Si la préférence nationale reste le cœur du programme de la candidate d’extrême droite pour cette élection présidentielle, elle a opéré depuis 2012 un virage idéologique, plaçant la « protection » des travailleurs avant la « liberté ».

Par Elsa Conesa

« La liberté, cette valeur fondamentale, doit être insufflée dans l’économie »,clamait Jean-Marie Le Pen, en novembre 2006 au Bourget, dans un discours où le mot « liberté » apparaît pas moins de 32 fois. Pour le Front national (FN) – devenu depuis le Rassemblement national –, la feuille de route en matière économique consiste alors à « libérer les forces productives » et à « favoriser l’émergence d’une classe créative de richesses », tout en dénonçant la « conception soviétique du travail » portée par les 35 heures, ainsi qu’« un Etat pléthorique et gaspilleur ».

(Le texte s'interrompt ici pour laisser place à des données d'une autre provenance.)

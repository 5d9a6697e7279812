//! Input module - terminal events to discrete game input.
//!
//! Raw crossterm events become either a line selection (left click inside
//! a line's band, see [`map::line_at`]) or a quit request. Everything else
//! is ignored; the core never sees raw coordinates.

pub mod map;

use crossterm::event::{
    Event, KeyCode, KeyEventKind, KeyModifiers, MouseButton, MouseEventKind,
};

use crate::term::BoardLayout;
use crate::types::Line;

/// A discrete input the control loop acts on.
#[derive(Debug, Clone, Copy, PartialEq, Eq)]
pub enum InputEvent {
    SelectLine(Line),
    Quit,
}

/// Translate one terminal event, given where the board currently sits.
pub fn map_event(event: &Event, layout: &BoardLayout) -> Option<InputEvent> {
    match event {
        Event::Key(key) if key.kind == KeyEventKind::Press => match key.code {
            KeyCode::Char('q') | KeyCode::Char('Q') | KeyCode::Esc => Some(InputEvent::Quit),
            KeyCode::Char('c') if key.modifiers.contains(KeyModifiers::CONTROL) => {
                Some(InputEvent::Quit)
            }
            _ => None,
        },
        Event::Mouse(mouse) if mouse.kind == MouseEventKind::Down(MouseButton::Left) => {
            map::line_at(layout, mouse.column, mouse.row).map(InputEvent::SelectLine)
        }
        _ => None,
    }
}
//! Terminal Dots and Boxes runner (default binary).
//!
//! A blocking control loop: render the full board, then either wait for
//! the human's click or step the computer opponent. All game rules live in
//! `tui_dots::core`; this file only sequences I/O around them.

use std::time::Duration;

use anyhow::Result;
use crossterm::event::{self, Event, KeyEventKind, MouseEventKind};

use tui_dots::core::{GameState, Phase};
use tui_dots::input::{map_event, InputEvent};
use tui_dots::term::{GameView, TerminalRenderer, Viewport};
use tui_dots::types::OPPONENT_MOVE_DELAY_MS;

fn main() -> Result<()> {
    let mut term = TerminalRenderer::new();
    term.enter()?;

    let result = run(&mut term);

    // Always try to restore terminal state.
    let _ = term.exit();
    result
}

fn run(term: &mut TerminalRenderer) -> Result<()> {
    let mut game = GameState::new();
    let view = GameView::default();

    loop {
        let (w, h) = crossterm::terminal::size().unwrap_or((80, 24));
        let viewport = Viewport::new(w, h);
        let fb = view.render(&game, viewport);
        term.draw(&fb)?;

        match game.phase() {
            Phase::AwaitingPlayerInput => {
                // Block until the human does something.
                match map_event(&event::read()?, &view.layout(viewport)) {
                    Some(InputEvent::Quit) => return Ok(()),
                    Some(InputEvent::SelectLine(line)) => {
                        // Taken lines and stray selections are no-ops.
                        let _ = game.select_line(line);
                    }
                    None => {}
                }
            }
            Phase::AwaitingOpponentMove => {
                // Pace the computer's chained moves while staying
                // responsive to quit.
                if event::poll(Duration::from_millis(OPPONENT_MOVE_DELAY_MS))? {
                    if map_event(&event::read()?, &view.layout(viewport))
                        == Some(InputEvent::Quit)
                    {
                        return Ok(());
                    }
                } else {
                    game.opponent_step();
                }
            }
            Phase::GameOver => {
                // Hold the final board and outcome banner until dismissed.
                match event::read()? {
                    Event::Key(key) if key.kind == KeyEventKind::Press => return Ok(()),
                    Event::Mouse(mouse) if matches!(mouse.kind, MouseEventKind::Down(_)) => {
                        return Ok(())
                    }
                    _ => {}
                }
            }
        }
    }
}
//! Board geometry shared by the view and input hit-testing.
//!
//! Dots sit on a regular lattice: dot (i, j) at terminal cell
//! (origin_x + i * cell_w, origin_y + j * cell_h). Lines occupy the cells
//! strictly between two dots, one cell thick, which is also exactly the
//! band a mouse click must land in to select them.

use crate::types::GRID_SIZE;

/// Terminal viewport dimensions.
#[derive(Debug, Clone, Copy, PartialEq, Eq)]
pub struct Viewport {
    pub width: u16,
    pub height: u16,
}

impl Viewport {
    pub fn new(width: u16, height: u16) -> Self {
        Self { width, height }
    }
}

/// Placement of the dot grid inside the terminal.
#[derive(Debug, Clone, Copy, PartialEq, Eq)]
pub struct BoardLayout {
    pub origin_x: u16,
    pub origin_y: u16,
    /// Columns between two horizontally adjacent dots.
    pub cell_w: u16,
    /// Rows between two vertically adjacent dots.
    pub cell_h: u16,
}

impl BoardLayout {
    pub fn new(origin_x: u16, origin_y: u16, cell_w: u16, cell_h: u16) -> Self {
        Self {
            origin_x,
            origin_y,
            cell_w,
            cell_h,
        }
    }

    /// Total grid width in columns, dots included.
    pub fn grid_w(&self) -> u16 {
        GRID_SIZE as u16 * self.cell_w + 1
    }

    /// Total grid height in rows, dots included.
    pub fn grid_h(&self) -> u16 {
        GRID_SIZE as u16 * self.cell_h + 1
    }

    /// Column of dot column `i`.
    pub fn dot_x(&self, i: u8) -> u16 {
        self.origin_x + i as u16 * self.cell_w
    }

    /// Row of dot row `j`.
    pub fn dot_y(&self, j: u8) -> u16 {
        self.origin_y + j as u16 * self.cell_h
    }
}
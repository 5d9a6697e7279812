//! TerminalRenderer: flushes a framebuffer to a real terminal.
//!
//! The board is a few dozen cells on a side and redraws only after a
//! committed move, so every draw is a full redraw; there is no diffing.

use std::io::{self, Write};

use anyhow::Result;

use crossterm::{
    cursor,
    event::{DisableMouseCapture, EnableMouseCapture},
    style::{Attribute, Color, Print, ResetColor, SetAttribute, SetBackgroundColor, SetForegroundColor},
    terminal, QueueableCommand,
};

use crate::term::fb::{CellStyle, FrameBuffer, Rgb};

pub struct TerminalRenderer {
    stdout: io::Stdout,
}

impl TerminalRenderer {
    pub fn new() -> Self {
        Self {
            stdout: io::stdout(),
        }
    }

    /// Enter raw mode with mouse capture on the alternate screen.
    pub fn enter(&mut self) -> Result<()> {
        terminal::enable_raw_mode()?;
        self.stdout.queue(terminal::EnterAlternateScreen)?;
        self.stdout.queue(cursor::Hide)?;
        self.stdout.queue(terminal::DisableLineWrap)?;
        self.stdout.queue(EnableMouseCapture)?;
        self.stdout.flush()?;
        Ok(())
    }

    /// Restore the terminal. Safe to call even if `enter` half-failed.
    pub fn exit(&mut self) -> Result<()> {
        self.stdout.queue(DisableMouseCapture)?;
        self.stdout.queue(ResetColor)?;
        self.stdout.queue(SetAttribute(Attribute::Reset))?;
        self.stdout.queue(terminal::EnableLineWrap)?;
        self.stdout.queue(cursor::Show)?;
        self.stdout.queue(terminal::LeaveAlternateScreen)?;
        self.stdout.flush()?;
        terminal::disable_raw_mode()?;
        Ok(())
    }

    /// Flush a framebuffer to the terminal, top-left to bottom-right.
    pub fn draw(&mut self, fb: &FrameBuffer) -> Result<()> {
        self.stdout
            .queue(terminal::Clear(terminal::ClearType::All))?;
        self.stdout.queue(cursor::MoveTo(0, 0))?;

        // Only emit style escapes when the style actually changes.
        let mut current_style: Option<CellStyle> = None;
        for y in 0..fb.height() {
            for x in 0..fb.width() {
                let cell = fb.get(x, y).unwrap_or_default();
                if current_style != Some(cell.style) {
                    self.apply_style(cell.style)?;
                    current_style = Some(cell.style);
                }
                self.stdout.queue(Print(cell.ch))?;
            }
            if y + 1 < fb.height() {
                self.stdout.queue(Print("\r\n"))?;
            }
        }

        self.stdout.queue(ResetColor)?;
        self.stdout.queue(SetAttribute(Attribute::Reset))?;
        self.stdout.flush()?;
        Ok(())
    }

    fn apply_style(&mut self, style: CellStyle) -> Result<()> {
        self.stdout.queue(SetAttribute(Attribute::Reset))?;
        self.stdout
            .queue(SetForegroundColor(rgb_to_color(style.fg)))?;
        self.stdout
            .queue(SetBackgroundColor(rgb_to_color(style.bg)))?;
        if style.bold {
            self.stdout.queue(SetAttribute(Attribute::Bold))?;
        }
        Ok(())
    }
}

impl Default for TerminalRenderer {
    fn default() -> Self {
        Self::new()
    }
}

fn rgb_to_color(rgb: Rgb) -> Color {
    Color::Rgb {
        r: rgb.r,
        g: rgb.g,
        b: rgb.b,
    }
}
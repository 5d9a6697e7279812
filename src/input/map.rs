//! Pointer-position to grid-line hit-testing.
//!
//! A click selects the horizontal line (i, j) iff it lands on that line's
//! row (lines are one terminal cell thick, so the tolerance band is that
//! single row) with its column strictly between dots i and i + 1; the
//! vertical case is the transpose. Dots themselves and everything else map
//! to no line, and a no-line position is simply "no selection".

use crate::term::BoardLayout;
use crate::types::{Line, GRID_SIZE};

/// Map a terminal cell position to the line it selects, if any.
pub fn line_at(layout: &BoardLayout, column: u16, row: u16) -> Option<Line> {
    for j in 0..=GRID_SIZE {
        if row != layout.dot_y(j) {
            continue;
        }
        for i in 0..GRID_SIZE {
            if column > layout.dot_x(i) && column < layout.dot_x(i + 1) {
                return Some(Line::horizontal(i, j));
            }
        }
    }

    for i in 0..=GRID_SIZE {
        if column != layout.dot_x(i) {
            continue;
        }
        for j in 0..GRID_SIZE {
            if row > layout.dot_y(j) && row < layout.dot_y(j + 1) {
                return Some(Line::vertical(i, j));
            }
        }
    }

    None
}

Seize ans plus tard, Jean-Marie Le Pen a été remplacé par sa fille, Marine Le Pen, et « liberté » par « protection ». Plus question de « licencier ou remettre au travail des milliers de fonctionnaires », comme le proposait le leader du parti d’extrême droite en 1988, ni de baisser « massivement, je dis bien massivement » les impôts et les charges. Le Rassemblement national, historiquement méfiant vis-à-vis d’un Etat supposé faire « plus mal et plus cher que n’importe qui », est devenu le défenseur des services publics et des fonctionnaires, promoteur d’un agenda redistributif, protectionniste et interventionniste, explique le spécialiste de l’extrême droite Gilles Ivaldi, qui parle de « welfarisation ». Le cœur idéologique reposant sur la préférence nationale est intact, mais la priorité est de protéger les Français en leur réservant des aides sociales, en promettant des hausses de salaires et une retraite à 60 ans, et en mettant en place différents types de contrôles aux frontières pour préserver l’emploi et la production nationale.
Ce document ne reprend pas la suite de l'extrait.